#### Task details:
All of the data below is to be printed again exactly.

#### Records provided:
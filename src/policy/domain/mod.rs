//! Domain model for compliance policies and validation outcomes.

mod error;
mod ids;
mod outcome;
mod policy;
mod rule;

pub use error::{CheckerFault, ParsePolicySeverityError};
pub use ids::PolicyId;
pub use outcome::{denies, CheckOutcome, ValidationOutcome, Violation, Warning};
pub use policy::{Policy, PolicySeverity};
pub use rule::{
    BannedPhraseRule, BudgetLimitRule, BudgetScope, BudgetWindow, Checkpoint, ClaimLockRule,
    ContentConstraintRule, DomainAllowlistRule, HourRange, PhraseLocation, PolicyKind, PolicyRule,
    RateLimitRule, RateScope, RateWindow, RequiredPhraseRule, SuppressionRule, TimeWindowRule,
};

#### Reply to the exercise:
filename src/policy/domain/mod.rs
//! Domain model for compliance policies and validation outcomes.

mod error;
mod ids;
mod outcome;
mod policy;
mod rule;

pub use error::{CheckerFault, ParsePolicySeverityError};
pub use ids::PolicyId;
pub use outcome::{denies, CheckOutcome, ValidationOutcome, Violation, Warning};
pub use policy::{Policy, PolicySeverity};
pub use rule::{
    BannedPhraseRule, BudgetLimitRule, BudgetScope, BudgetWindow, Checkpoint, ClaimLockRule,
    ContentConstraintRule, DomainAllowlistRule, HourRange, PhraseLocation, PolicyKind, PolicyRule,
    RateLimitRule, RateScope, RateWindow, RequiredPhraseRule, SuppressionRule, TimeWindowRule,
};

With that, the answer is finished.